Required work: From the material below, copy out each line with the word "iter" in it.

Recorded information:
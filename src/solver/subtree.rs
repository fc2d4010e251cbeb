//! Subtree - 求解器区域的骨骼范围
//!
//! 一个 Subtree 由区域根骨骼和若干叶骨骼（带 Effector 的骨骼）界定，
//! 覆盖所有"根→叶"路径上的骨骼。标记阶段切出的每个区域对应一个
//! Subtree，链树构建阶段再把它分解成链。

use crate::tree::BoneTree;

/// 求解器区域
#[derive(Debug, Clone)]
pub struct Subtree {
    /// 区域根骨骼句柄
    pub root: usize,
    /// 叶骨骼句柄（每个都带 Effector），按发现顺序排列
    pub leaves: Vec<usize>,
}

impl Subtree {
    pub fn new(root: usize) -> Self {
        Self {
            root,
            leaves: Vec::new(),
        }
    }

    /// 登记一个叶骨骼
    pub fn add_leaf(&mut self, bone: usize) {
        self.leaves.push(bone);
    }

    /// 是否为登记过的叶骨骼
    #[inline]
    pub fn is_leaf(&self, bone: usize) -> bool {
        self.leaves.contains(&bone)
    }

    /// 骨骼是否落在本区域内（位于某条根→叶路径上）
    ///
    /// 从每个叶向上走到区域根，途中遇到 `bone` 即视为包含。
    pub fn contains(&self, tree: &BoneTree, bone: usize) -> bool {
        for &leaf in &self.leaves {
            let mut cur = leaf;
            loop {
                if cur == bone {
                    return true;
                }
                if cur == self.root {
                    break;
                }
                match tree.bone(cur).parent_id() {
                    Some(p) => cur = p,
                    None => break,
                }
            }
        }
        false
    }

    /// `bone` 的子骨骼中有几个在本区域内
    ///
    /// 0 = 叶，1 = 链继续延伸，≥2 = 分叉点（链树构建在此开新链）。
    pub fn relevant_child_count(&self, tree: &BoneTree, bone: usize) -> usize {
        tree.children(bone)
            .iter()
            .filter(|&&c| self.contains(tree, c))
            .count()
    }
}

#[cfg(test)]
mod tests {
    use super::*;
    use glam::Vec3;

    // root -> a -> b
    //           -> c
    fn forked_tree() -> (BoneTree, usize, usize, usize, usize) {
        let mut tree = BoneTree::new();
        let root = tree.create_bone("root");
        let a = tree.create_child("a", root, Vec3::Y).unwrap();
        let b = tree.create_child("b", a, Vec3::Y).unwrap();
        let c = tree.create_child("c", a, Vec3::X).unwrap();
        (tree, root, a, b, c)
    }

    #[test]
    fn test_contains_follows_leaf_paths() {
        let (tree, root, a, b, c) = forked_tree();
        let mut st = Subtree::new(root);
        st.add_leaf(b);

        assert!(st.contains(&tree, root));
        assert!(st.contains(&tree, a));
        assert!(st.contains(&tree, b));
        assert!(!st.contains(&tree, c));
    }

    #[test]
    fn test_relevant_child_count_detects_fork() {
        let (tree, root, a, b, c) = forked_tree();
        let mut st = Subtree::new(root);
        st.add_leaf(b);
        st.add_leaf(c);

        assert_eq!(st.relevant_child_count(&tree, root), 1);
        assert_eq!(st.relevant_child_count(&tree, a), 2);
        assert_eq!(st.relevant_child_count(&tree, b), 0);
        assert!(st.is_leaf(c));
    }
}
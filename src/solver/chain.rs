//! 链树 - 把 Subtree 分解成 FABRIK 可以直接迭代的链
//!
//! 每条链是一段无分叉的骨骼序列，按 **末端→基座** 顺序存放句柄。遇到
//! 分叉点时开出子链：分叉骨骼既是父链的末端，又作为共享基座追加到每条
//! 子链的末尾。求解时子链对共享基座各自给出提议位置，由父链取算术平均。

use crate::tree::BoneTree;

use super::subtree::Subtree;

/// 一条无分叉的骨骼链，可带子链
#[derive(Debug, Default, Clone)]
pub struct Chain {
    /// 骨骼句柄，末端在前、基座在后
    bones: Vec<usize>,
    /// 从本链末端分叉出去的子链（共享本链末端骨骼作为基座）
    children: Vec<Chain>,
}

impl Chain {
    pub fn new() -> Self {
        Self::default()
    }

    /// 从 Subtree 构建链树
    pub fn build(tree: &BoneTree, subtree: &Subtree) -> Self {
        let mut chain = Chain::new();
        build_recursive(&mut chain, tree, subtree, subtree.root);
        chain
    }

    // ========================================
    // 访问器
    // ========================================

    /// 链上的骨骼句柄（末端→基座）
    #[inline]
    pub fn bones(&self) -> &[usize] {
        &self.bones
    }

    /// 子链列表
    #[inline]
    pub fn children(&self) -> &[Chain] {
        &self.children
    }

    /// 链末端句柄
    #[inline]
    pub fn tip(&self) -> usize {
        self.bones[0]
    }

    /// 链基座句柄
    #[inline]
    pub fn base(&self) -> usize {
        self.bones[self.bones.len() - 1]
    }

    /// 链上骨骼数
    #[inline]
    pub fn bone_count(&self) -> usize {
        self.bones.len()
    }

    /// 对链树中的每条链（含自身）调用一次回调
    pub fn for_each_chain(&self, visit: &mut dyn FnMut(&Chain)) {
        visit(self);
        for child in &self.children {
            child.for_each_chain(visit);
        }
    }

    /// 链树中所有链的最小骨骼数
    pub fn min_bone_count(&self) -> usize {
        let mut min = usize::MAX;
        self.for_each_chain(&mut |c| min = min.min(c.bone_count()));
        min
    }
}

fn build_recursive(chain: &mut Chain, tree: &BoneTree, subtree: &Subtree, start: usize) {
    let mut collected = Vec::new();
    let mut cur = start;
    loop {
        collected.push(cur);
        match subtree.relevant_child_count(tree, cur) {
            // 叶子，链到此为止
            0 => break,
            // 继续沿唯一的相关子骨骼延伸
            1 => {
                match tree
                    .children(cur)
                    .iter()
                    .find(|&&c| subtree.contains(tree, c))
                {
                    Some(&c) => cur = c,
                    None => break,
                }
            }
            // 分叉点：每个相关子骨骼开一条子链，分叉骨骼作为共享基座
            _ => {
                for i in 0..tree.children(cur).len() {
                    let child = tree.children(cur)[i];
                    if !subtree.contains(tree, child) {
                        continue;
                    }
                    let mut sub = Chain::new();
                    build_recursive(&mut sub, tree, subtree, child);
                    sub.bones.push(cur);
                    chain.children.push(sub);
                }
                break;
            }
        }
    }
    // 收集顺序是基座→末端，倒序存放
    collected.reverse();
    chain.bones = collected;
}
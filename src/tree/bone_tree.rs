//! 骨骼树 - 以 arena 方式管理骨骼层次
//!
//! 核心设计思想：
//! - 骨骼集中存放在 `Vec<Bone>` 中，句柄即索引
//! - 父引用是普通索引（弱引用语义），子关系由 children 缓存维护
//! - 链/子树共享骨骼时共享的是句柄，arena 存活期间骨骼不会被释放

use glam::{Quat, Vec3};

use super::bone::Bone;
use crate::attachment::{Algorithm, Constraint, Effector, Pole};
use crate::error::IkError;

/// 骨骼树
#[derive(Debug, Default)]
pub struct BoneTree {
    bones: Vec<Bone>,
    children_cache: Vec<Vec<usize>>,
}

impl BoneTree {
    pub fn new() -> Self {
        Self {
            bones: Vec::new(),
            children_cache: Vec::new(),
        }
    }

    // ========================================
    // 构建
    // ========================================

    /// 创建根骨骼，返回句柄
    pub fn create_bone(&mut self, name: &str) -> usize {
        let id = self.bones.len();
        let mut bone = Bone::new(name.to_string());
        bone.internal_id = id;
        self.bones.push(bone);
        self.children_cache.push(Vec::new());
        id
    }

    /// 创建子骨骼，`position` 为相对父骨骼的本地偏移
    pub fn create_child(
        &mut self,
        name: &str,
        parent: usize,
        position: Vec3,
    ) -> Result<usize, IkError> {
        if parent >= self.bones.len() {
            return Err(IkError::InvalidHandle(parent));
        }
        let id = self.create_bone(name);
        self.bones[id].parent_index = parent as i32;
        self.bones[id].position = position;
        self.children_cache[parent].push(id);
        Ok(id)
    }

    /// 重设父骨骼（句柄保持不变，子关系缓存同步更新）
    ///
    /// 拓扑变更后，已构建的求解器失效，必须重新 build。
    pub fn set_parent(&mut self, bone: usize, new_parent: Option<usize>) -> Result<(), IkError> {
        if bone >= self.bones.len() {
            return Err(IkError::InvalidHandle(bone));
        }
        if let Some(p) = new_parent {
            if p >= self.bones.len() {
                return Err(IkError::InvalidHandle(p));
            }
        }

        if let Some(old) = self.bones[bone].parent_id() {
            self.children_cache[old].retain(|&c| c != bone);
        }
        match new_parent {
            Some(p) => {
                self.bones[bone].parent_index = p as i32;
                self.children_cache[p].push(bone);
            }
            None => self.bones[bone].parent_index = -1,
        }
        Ok(())
    }

    // ========================================
    // 访问器
    // ========================================

    /// 骨骼数量
    #[inline]
    pub fn bone_count(&self) -> usize {
        self.bones.len()
    }

    /// 按句柄取骨骼
    #[inline]
    pub fn bone(&self, idx: usize) -> &Bone {
        &self.bones[idx]
    }

    /// 按句柄取可变骨骼
    #[inline]
    pub fn bone_mut(&mut self, idx: usize) -> &mut Bone {
        &mut self.bones[idx]
    }

    /// 子骨骼句柄列表（插入顺序）
    #[inline]
    pub fn children(&self, idx: usize) -> &[usize] {
        &self.children_cache[idx]
    }

    /// 遍历全部骨骼
    pub fn iter(&self) -> impl Iterator<Item = &Bone> {
        self.bones.iter()
    }

    #[inline]
    pub fn position(&self, idx: usize) -> Vec3 {
        self.bones[idx].position
    }

    #[inline]
    pub fn set_position(&mut self, idx: usize, position: Vec3) {
        self.bones[idx].position = position;
    }

    #[inline]
    pub fn rotation(&self, idx: usize) -> Quat {
        self.bones[idx].rotation
    }

    #[inline]
    pub fn set_rotation(&mut self, idx: usize, rotation: Quat) {
        self.bones[idx].rotation = rotation;
    }

    // ========================================
    // 附件管理
    // ========================================

    /// 附加 Effector（骨骼已有 Effector 时报 AlreadyHasAttachment）
    pub fn attach_effector(&mut self, idx: usize, effector: Effector) -> Result<(), IkError> {
        if idx >= self.bones.len() {
            return Err(IkError::InvalidHandle(idx));
        }
        if self.bones[idx].effector.is_some() {
            return Err(IkError::AlreadyHasAttachment(idx));
        }
        self.bones[idx].effector = Some(effector);
        Ok(())
    }

    pub fn detach_effector(&mut self, idx: usize) -> Option<Effector> {
        self.bones.get_mut(idx).and_then(|b| b.effector.take())
    }

    /// 附加约束
    pub fn attach_constraint(&mut self, idx: usize, constraint: Constraint) -> Result<(), IkError> {
        if idx >= self.bones.len() {
            return Err(IkError::InvalidHandle(idx));
        }
        if self.bones[idx].constraint.is_some() {
            return Err(IkError::AlreadyHasAttachment(idx));
        }
        self.bones[idx].constraint = Some(constraint);
        Ok(())
    }

    pub fn detach_constraint(&mut self, idx: usize) -> Option<Constraint> {
        self.bones.get_mut(idx).and_then(|b| b.constraint.take())
    }

    /// 附加极向量
    pub fn attach_pole(&mut self, idx: usize, pole: Pole) -> Result<(), IkError> {
        if idx >= self.bones.len() {
            return Err(IkError::InvalidHandle(idx));
        }
        if self.bones[idx].pole.is_some() {
            return Err(IkError::AlreadyHasAttachment(idx));
        }
        self.bones[idx].pole = Some(pole);
        Ok(())
    }

    pub fn detach_pole(&mut self, idx: usize) -> Option<Pole> {
        self.bones.get_mut(idx).and_then(|b| b.pole.take())
    }

    /// 附加算法（标记求解器区域根）
    pub fn attach_algorithm(&mut self, idx: usize, algorithm: Algorithm) -> Result<(), IkError> {
        if idx >= self.bones.len() {
            return Err(IkError::InvalidHandle(idx));
        }
        if self.bones[idx].algorithm.is_some() {
            return Err(IkError::AlreadyHasAttachment(idx));
        }
        self.bones[idx].algorithm = Some(algorithm);
        Ok(())
    }

    pub fn detach_algorithm(&mut self, idx: usize) -> Option<Algorithm> {
        self.bones.get_mut(idx).and_then(|b| b.algorithm.take())
    }

    // ========================================
    // 骨段长度
    // ========================================

    /// 刷新所有骨骼的骨段长度缓存
    ///
    /// 骨段长度 = 本地位置的模长（即到父骨骼的距离）。要求树处于本地空间。
    pub fn update_distances(&mut self) {
        for bone in &mut self.bones {
            bone.dist_to_parent = if bone.parent_index >= 0 {
                bone.position.length()
            } else {
                0.0
            };
        }
    }
}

Answer area:
            .iter()
                    .iter()
    pub fn iter(&self) -> impl Iterator<Item = &Bone> {
        self.bones.iter()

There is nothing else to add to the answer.